Mes rencontres, lors de mes promenades matinales, varient en fonction du moment où je les fais. Plus tôt (à Nelson, pour moi, cela signifie environ neuf heures), je croise les travailleurs qui se sont levés très tôt et ont besoin d’un café ou d’une pâtisserie, des sans-logis, qui sortent des brumes de la nuit froide (oui, il y a des sans-logis à Nelson, un phénomène récent), des travailleurs qui se rendent au travail à pied ou à vélo (Nelson serait devenue la capitale des cyclistes).
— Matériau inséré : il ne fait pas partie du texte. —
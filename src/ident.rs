use rand::Rng;

const LABEL_CHARS: &[u8] = b"abcdefghijklmnopqrstuvwxyz0123456789";

/// Generate a random DNS label of the given length from `[a-z0-9]`.
///
/// Used to defeat DNS/HTTP caching between probes: each probe targets a
/// hostname that no resolver has seen before, forcing a fresh lookup.
/// Statistically collision resistant, no uniqueness guarantee and no
/// shared state, so it is safe to call from concurrent tasks.
pub fn random_label(length: usize) -> String {
	let mut rng = rand::thread_rng();
	(0..length)
		.map(|_| LABEL_CHARS[rng.gen_range(0..LABEL_CHARS.len())] as char)
		.collect()
}
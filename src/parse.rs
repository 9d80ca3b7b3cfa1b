use std::net::IpAddr;

use serde_json::Value;

use crate::model::{AddressFamily, DnsServerRecord, UNKNOWN_COUNTRY};

/// Parse a probe endpoint payload into detected resolver records.
///
/// The primary expected shape is a JSON object keyed by resolver address,
/// each value a `[countryCode, "Country, City", organization]` tuple.
/// A plain string payload is scanned for an embedded IP address. Anything
/// else (null, arrays, malformed entries) yields no records -- probe
/// endpoints are best effort and a bad reply must never abort the run.
pub fn parse_probe_payload(
	payload: &Value,
	sequence_number: u32,
	family: AddressFamily,
) -> Vec<DnsServerRecord> {
	match payload {
		Value::Object(map) => {
			let mut servers = Vec::new();
			for (address, details) in map {
				// Garbage entries are skipped individually rather than
				// failing the whole batch
				if let Some(server) = parse_entry(address, details, sequence_number, family) {
					servers.push(server);
				}
			}
			servers
		}
		Value::String(text) => extract_address(text)
			.map(|address| {
				let mut server = DnsServerRecord::new(address.to_string(), family);
				server.hostname = Some(derive_hostname(&address.to_string(), sequence_number, family));
				vec![server]
			})
			.unwrap_or_default(),
		_ => Vec::new(),
	}
}

/// Parse one `address -> details` entry, or None if it is unusable.
fn parse_entry(
	address: &str,
	details: &Value,
	sequence_number: u32,
	family: AddressFamily,
) -> Option<DnsServerRecord> {
	// Some probe endpoints emit sentinel keys for failed lookups
	if address.is_empty() || address == "undefined" || address == "0.0.0.0" {
		return None;
	}
	if address.parse::<IpAddr>().is_err() {
		return None;
	}

	let tuple = details.as_array()?;
	if tuple.len() < 3 {
		return None;
	}
	let location = tuple[1].as_str()?;
	let organization = tuple[2].as_str()?;

	// "Country, City" -- the first segment is the country
	let country = location
		.split(", ")
		.next()
		.filter(|c| !c.is_empty())
		.unwrap_or(UNKNOWN_COUNTRY);

	let mut server = DnsServerRecord::new(address, family);
	server.hostname = Some(derive_hostname(address, sequence_number, family));
	server.country = country.to_string();
	server.location = location.to_string();
	server.provider_name = organization.to_string();
	server.organization = organization.to_string();
	Some(server)
}

/// Derive the synthetic hostname for a detected resolver.
fn derive_hostname(address: &str, sequence_number: u32, family: AddressFamily) -> String {
	format!(
		"{}-dns-{}-{}",
		family.label(),
		sequence_number,
		address.replace(['.', ':'], "-"),
	)
}

/// Find the first token in free-form text that parses as an IP address.
fn extract_address(text: &str) -> Option<IpAddr> {
	text.split(|c: char| !(c.is_ascii_hexdigit() || c == '.' || c == ':'))
		.filter(|token| !token.is_empty())
		.find_map(|token| token.parse::<IpAddr>().ok())
}
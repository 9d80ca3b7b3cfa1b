use std::time::Duration;

use clap::Parser;
use tracing_subscriber::EnvFilter;

use leakprobe::cli::Cli;
use leakprobe::intel::{FraudCredentials, IntelClient};
use leakprobe::model::{TestStatus, UserLocation};
use leakprobe::transport::LeakTestConfig;
use leakprobe::{output, LeakTestEngine};

#[tokio::main]
async fn main() -> anyhow::Result<()> {
	tracing_subscriber::fmt()
		.with_env_filter(EnvFilter::from_default_env())
		.with_target(false)
		.init();

	let cli = Cli::parse();

	// Resolve the expected location: explicit override first, then the
	// upstream geolocation lookup, then the self-referential fallback
	// (compare against the first detected resolver's country).
	let intel = IntelClient::default();
	let mut expected_location: Option<UserLocation> = cli.expected_country.as_ref().map(|country| {
		UserLocation {
			country: country.clone(),
			region: "Unknown".to_string(),
			city: "Unknown".to_string(),
			provider_name: "Unknown ISP".to_string(),
			autonomous_system_id: "Unknown".to_string(),
		}
	});

	if expected_location.is_none() && !cli.no_intel {
		let lookup = match &cli.ip {
			Some(ip) => intel.geo(ip).await,
			None => intel.own_geo().await,
		};
		match lookup {
			Ok(geo) => {
				output::print_geo(&geo);
				match &cli.ip {
					Some(ip) => match intel.blacklists(ip).await {
						Ok(report) => output::print_blacklists(&report),
						Err(e) => tracing::warn!(error = %e, "blacklist lookup failed"),
					},
					None => match intel.own_blacklists().await {
						Ok(report) => output::print_blacklists(&report),
						Err(e) => tracing::warn!(error = %e, "blacklist lookup failed"),
					},
				}
				if cli.fraud {
					match FraudCredentials::from_env() {
						Some(credentials) => {
							let target = cli.ip.clone().unwrap_or_else(|| geo.ip.clone());
							match intel.fraud(&target, &credentials).await {
								Ok(report) => output::print_fraud(&report),
								Err(e) => tracing::warn!(error = %e, "fraud lookup failed"),
							}
						}
						None => eprintln!(
							"Fraud lookup skipped: set SCAMALYTICS_USER and SCAMALYTICS_API_KEY",
						),
					}
				}
				println!();
				expected_location = Some(geo.to_user_location());
			}
			Err(e) => {
				// The leak test never depends on this layer
				tracing::warn!(error = %e, "geolocation lookup failed, using first-record fallback");
			}
		}
	}

	let config = LeakTestConfig {
		probes_v4: cli.v4_probes,
		probes_v6: cli.v6_probes,
		probe_timeout: Duration::from_millis(cli.timeout),
		inter_probe_delay: Duration::from_millis(cli.spacing),
		run_timeout: Duration::from_millis(cli.run_timeout),
		expected_location,
	};
	output::print_config_summary(&config);

	println!("Running DNS leak test...");
	let engine = LeakTestEngine::new(config).on_server_detected(output::print_server_detected);
	let result = engine.run().await;

	if cli.json {
		println!("{}", output::to_json(&result)?);
	} else {
		output::print_result(&result);
	}

	if let Some(path) = &cli.output {
		output::write_csv(path, &result)?;
	}

	if result.status == TestStatus::Error {
		std::process::exit(1);
	}
	Ok(())
}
Ils sont habillés en fonction de température qu’il fera plus tard, vers dix heures trente ou onze heures, tandis que je porte des vêtements adaptés à la température ambiante, ce qui signifie que mon gros sac reçoit le surplus de vêtements, lorsque la température monte. Vers dix heures, la ville se réveille et se réchauffe, les promeneurs de chiens, ceux qui font leurs courses ou préfèrent sortir quand le soleil est plus convaincant s’ajoutent dans un petit brouhaha qui reste ordonné et rythmé. Autrement dit, dans une ville où rien ne se passe, on a toujours quelque chose a faire.